Douglas A. McIntyre is the co-founder, chief executive officer and editor in chief of 24/7 Wall St. and 24/7 Tempo. He has held these jobs since 2006.

McIntyre has written thousands of articles for 24/7 Wall St. He is an expert on corporate finance, the automotive industry, media companies and international finance. He has edited articles on national demographics, sports, personal income and travel.
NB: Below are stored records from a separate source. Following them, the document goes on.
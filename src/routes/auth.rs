use actix_web::{HttpRequest, HttpResponse, Result as ActixResult, web};
use once_cell::sync::Lazy;

use crate::middlewares;
use crate::models::auth::{LoginRequest, RegisterStudentRequest, RegisterTeacherRequest};
use crate::models::users::entities::UserRole;
use crate::services::AuthService;

// 懒加载的全局 AuthService 实例
static AUTH_SERVICE: Lazy<AuthService> = Lazy::new(AuthService::new_lazy);

// HTTP处理程序
pub async fn login(
    req: HttpRequest,
    login_data: web::Json<LoginRequest>,
) -> ActixResult<HttpResponse> {
    AUTH_SERVICE.login(login_data.into_inner(), &req).await
}

pub async fn logout(_req: HttpRequest) -> ActixResult<HttpResponse> {
    AUTH_SERVICE.logout().await
}

pub async fn refresh_token(req: HttpRequest) -> ActixResult<HttpResponse> {
    AUTH_SERVICE.refresh_token(&req).await
}

pub async fn verify_token(req: HttpRequest) -> ActixResult<HttpResponse> {
    AUTH_SERVICE.verify_token(&req).await
}

pub async fn me(req: HttpRequest) -> ActixResult<HttpResponse> {
    AUTH_SERVICE.get_user(&req).await
}

pub async fn register_student(
    req: HttpRequest,
    register_data: web::Json<RegisterStudentRequest>,
) -> ActixResult<HttpResponse> {
    AUTH_SERVICE
        .register_student(register_data.into_inner(), &req)
        .await
}

pub async fn register_teacher(
    req: HttpRequest,
    register_data: web::Json<RegisterTeacherRequest>,
) -> ActixResult<HttpResponse> {
    AUTH_SERVICE
        .register_teacher(register_data.into_inner(), &req)
        .await
}

// 配置路由
pub fn configure_auth_routes(cfg: &mut web::ServiceConfig) {
    cfg.service(
        web::scope("/api/v1/auth")
            .service(
                web::resource("/login")
                    .wrap(middlewares::RateLimit::login())
                    .route(web::post().to(login)),
            )
            .service(
                web::resource("/refresh")
                    .wrap(middlewares::RateLimit::refresh_token())
                    .route(web::post().to(refresh_token)),
            )
            .service(
                // 学生自助注册是公开端点（历史行为），只做限流
                web::resource("/register/student")
                    .wrap(middlewares::RateLimit::register())
                    .route(web::post().to(register_student)),
            )
            .route("/logout", web::post().to(logout))
            .route("/verify", web::get().to(verify_token))
            .service(
                web::scope("")
                    .wrap(middlewares::RequireJWT)
                    .route("/me", web::get().to(me))
                    .service(
                        web::resource("/register/teacher")
                            .wrap(middlewares::RequireRole::new_any(UserRole::admin_roles()))
                            .route(web::post().to(register_teacher)),
                    ),
            ),
    );
}
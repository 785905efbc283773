pub mod attendance;
pub mod marks;
pub mod student;
pub mod summary;

use actix_web::{HttpRequest, HttpResponse, Result as ActixResult};
use std::sync::Arc;

use crate::config::AppConfig;
use crate::storage::Storage;

pub struct PerformanceService {
    storage: Option<Arc<dyn Storage>>,
}

impl PerformanceService {
    pub fn new_lazy() -> Self {
        Self { storage: None }
    }

    pub(crate) fn get_storage(&self, request: &HttpRequest) -> Arc<dyn Storage> {
        if let Some(storage) = &self.storage {
            storage.clone()
        } else {
            request
                .app_data::<actix_web::web::Data<Arc<dyn Storage>>>()
                .expect("Storage not found in app data")
                .get_ref()
                .clone()
        }
    }

    pub(crate) fn get_config(&self) -> &AppConfig {
        AppConfig::get()
    }

    // 学生查询自己的成绩综合视图
    pub async fn student_summary(&self, request: &HttpRequest) -> ActixResult<HttpResponse> {
        summary::student_summary(self, request).await
    }

    // 教师查询任意学生的成绩综合视图
    pub async fn student_summary_for_teacher(
        &self,
        student_id: i64,
        request: &HttpRequest,
    ) -> ActixResult<HttpResponse> {
        student::student_summary_for_teacher(self, student_id, request).await
    }

    // 教师名下各分组的全量考勤汇总
    pub async fn teacher_attendance_summary(
        &self,
        request: &HttpRequest,
    ) -> ActixResult<HttpResponse> {
        attendance::teacher_attendance_summary(self, request).await
    }

    // 教师名下各分组按科目的平均原始分
    pub async fn teacher_marks_summary(&self, request: &HttpRequest) -> ActixResult<HttpResponse> {
        marks::teacher_marks_summary(self, request).await
    }
}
His work has been quoted or mentioned in The New York Times, The Wall Street Journal, Los Angeles Times, The Washington Post, NBC News, Time, The New Yorker, HuffPost USA Today, Business Insider, Yahoo, AOL, MarketWatch, The Atlantic, Bloomberg, New York Post, Chicago Tribune, Forbes, The Guardian and many other major publications. McIntyre has been a guest on CNBC, the BBC and television and radio stations across the country.
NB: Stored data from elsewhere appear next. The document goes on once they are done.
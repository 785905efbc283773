use actix_web::{HttpRequest, HttpResponse, Result as ActixResult};
use std::collections::HashMap;

use super::PerformanceService;
use crate::aggregation::attendance::per_division_stats;
use crate::middlewares::RequireJWT;
use crate::models::attendance::requests::AttendanceFilter;
use crate::models::performance::responses::DivisionAttendanceSummary;
use crate::models::{ApiResponse, ErrorCode};

/// 教师名下各分组的全量考勤汇总
///
/// 按分组聚合全部历史考勤记录（无时间范围），与缺勤名单的
/// 按月口径刻意不同，两者并存。没有任何记录的分组不产生行。
pub async fn teacher_attendance_summary(
    service: &PerformanceService,
    request: &HttpRequest,
) -> ActixResult<HttpResponse> {
    let Some(teacher) = RequireJWT::extract_user_claims(request) else {
        return Ok(HttpResponse::Unauthorized().json(ApiResponse::error_empty(
            ErrorCode::Unauthorized,
            "未登录",
        )));
    };

    let storage = service.get_storage(request);

    let assignments = match storage.list_assignments_by_teacher(teacher.id).await {
        Ok(assignments) => assignments,
        Err(e) => {
            return Ok(
                HttpResponse::InternalServerError().json(ApiResponse::error_empty(
                    ErrorCode::InternalServerError,
                    format!("查询指派失败: {e}"),
                )),
            );
        }
    };

    let division_ids: Vec<i64> = assignments.iter().map(|a| a.division_id).collect();

    // 一次取所有指派分组的全部记录，再在内存里按分组聚合
    let records = match storage
        .find_attendance(AttendanceFilter {
            division_ids: Some(division_ids.clone()),
            ..Default::default()
        })
        .await
    {
        Ok(records) => records,
        Err(e) => {
            return Ok(
                HttpResponse::InternalServerError().json(ApiResponse::error_empty(
                    ErrorCode::InternalServerError,
                    format!("查询考勤失败: {e}"),
                )),
            );
        }
    };

    let divisions = match storage.list_divisions_by_ids(&division_ids).await {
        Ok(divisions) => divisions,
        Err(e) => {
            return Ok(
                HttpResponse::InternalServerError().json(ApiResponse::error_empty(
                    ErrorCode::InternalServerError,
                    format!("查询分组失败: {e}"),
                )),
            );
        }
    };
    let divisions_by_id: HashMap<i64, _> = divisions.into_iter().map(|d| (d.id, d)).collect();

    let summaries: Vec<DivisionAttendanceSummary> = per_division_stats(&records)
        .iter()
        .filter_map(|stat| {
            let division = divisions_by_id.get(&stat.division_id)?;
            Some(DivisionAttendanceSummary {
                division_id: division.id,
                division_name: division.name.clone(),
                year: division.year.clone(),
                branch: division.branch.clone(),
                attendance_percentage: stat.percentage(),
            })
        })
        .collect();

    Ok(HttpResponse::Ok().json(ApiResponse::success(summaries, "查询成功")))
}
/*!
 * 基于角色的访问控制中间件
 *
 * 此中间件必须在 RequireJWT 中间件之后使用，用于验证用户是否具有特定角色权限。
 *
 * ## 使用方法
 *
 * ```rust,ignore
 * .wrap(RequireRole::new_any(UserRole::admin_roles()))    // 仅管理员
 * .wrap(RequireRole::new_any(UserRole::teacher_roles()))  // 教师或管理员
 * ```
 */

use actix_service::{Service, Transform};
use actix_web::{
    Error, HttpMessage,
    body::EitherBody,
    dev::{ServiceRequest, ServiceResponse},
    http::StatusCode,
};
use futures_util::future::{LocalBoxFuture, Ready, ready};
use std::rc::Rc;
use tracing::info;

use crate::{
    middlewares::RequireJWT,
    models::{
        ErrorCode,
        users::entities::{self, UserRole},
    },
};

use super::create_error_response;

#[derive(Clone)]
pub struct RequireRole {
    required_roles: Vec<UserRole>,
}

impl RequireRole {
    /// 创建需要任一角色的中间件
    pub fn new_any(roles: &[&UserRole]) -> Self {
        Self {
            required_roles: roles.iter().map(|r| (*r).clone()).collect(),
        }
    }
}

impl<S, B> Transform<S, ServiceRequest> for RequireRole
where
    S: Service<ServiceRequest, Response = ServiceResponse<B>, Error = Error> + 'static,
    B: 'static,
{
    type Response = ServiceResponse<EitherBody<B>>;
    type Error = Error;
    type InitError = ();
    type Transform = RequireRoleMiddleware<S>;
    type Future = Ready<Result<Self::Transform, Self::InitError>>;

    fn new_transform(&self, service: S) -> Self::Future {
        ready(Ok(RequireRoleMiddleware {
            service: Rc::new(service),
            required_roles: self.required_roles.clone(),
        }))
    }
}

pub struct RequireRoleMiddleware<S> {
    service: Rc<S>,
    required_roles: Vec<UserRole>,
}

impl<S, B> Service<ServiceRequest> for RequireRoleMiddleware<S>
where
    S: Service<ServiceRequest, Response = ServiceResponse<B>, Error = Error> + 'static,
    B: 'static,
{
    type Response = ServiceResponse<EitherBody<B>>;
    type Error = Error;
    type Future = LocalBoxFuture<'static, Result<Self::Response, Self::Error>>;

    fn poll_ready(
        &self,
        ctx: &mut std::task::Context<'_>,
    ) -> std::task::Poll<Result<(), Self::Error>> {
        self.service.poll_ready(ctx)
    }

    fn call(&self, req: ServiceRequest) -> Self::Future {
        let srv = self.service.clone();
        let required_roles = self.required_roles.clone();

        Box::pin(async move {
            // 从请求扩展中获取用户Claims
            let user_claims = req.extensions().get::<entities::User>().cloned();

            match user_claims {
                Some(claims) => {
                    let user_role = RequireJWT::extract_user_role(req.request());
                    let has_permission = required_roles
                        .iter()
                        .any(|role| user_role.as_ref() == Some(role));

                    if has_permission {
                        let res = srv.call(req).await?.map_into_left_body();
                        Ok(res)
                    } else {
                        info!(
                            "Access denied for user {} (role: {:?}). Required roles: {:?}",
                            claims.id, user_role, required_roles
                        );
                        Ok(req.into_response(
                            create_error_response(
                                StatusCode::FORBIDDEN,
                                ErrorCode::Forbidden,
                                "Access denied.",
                            )
                            .map_into_right_body(),
                        ))
                    }
                }
                None => {
                    info!(
                        "Role check failed: No user claims found in request. Make sure RequireJWT middleware is applied first."
                    );
                    Ok(req.into_response(
                        create_error_response(
                            StatusCode::UNAUTHORIZED,
                            ErrorCode::Unauthorized,
                            "Authentication required",
                        )
                        .map_into_right_body(),
                    ))
                }
            }
        })
    }
}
A magna cum laude graduate of Harvard College, McIntyre also was president of The Harvard Advocate. Founded in 1866, the Advocate is the oldest college publication in the United States.

TheStreet.com, Comps.com and Edgar Online are some of the public companies for which McIntyre served on the board of directors. He was a Vicinity Corporation board member when the company was sold to Microsoft in 2002. He served on the audit committees of some of these companies.

McIntyre has been the CEO of FutureSource, a provider of trading terminals and news to commodities and futures traders. He was president of Switchboard, the online phone directory company. He served as chairman and CEO of On2 Technologies, the video compression company that provided video compression software for Adobe’s Flash. Google bought On2 in 2009.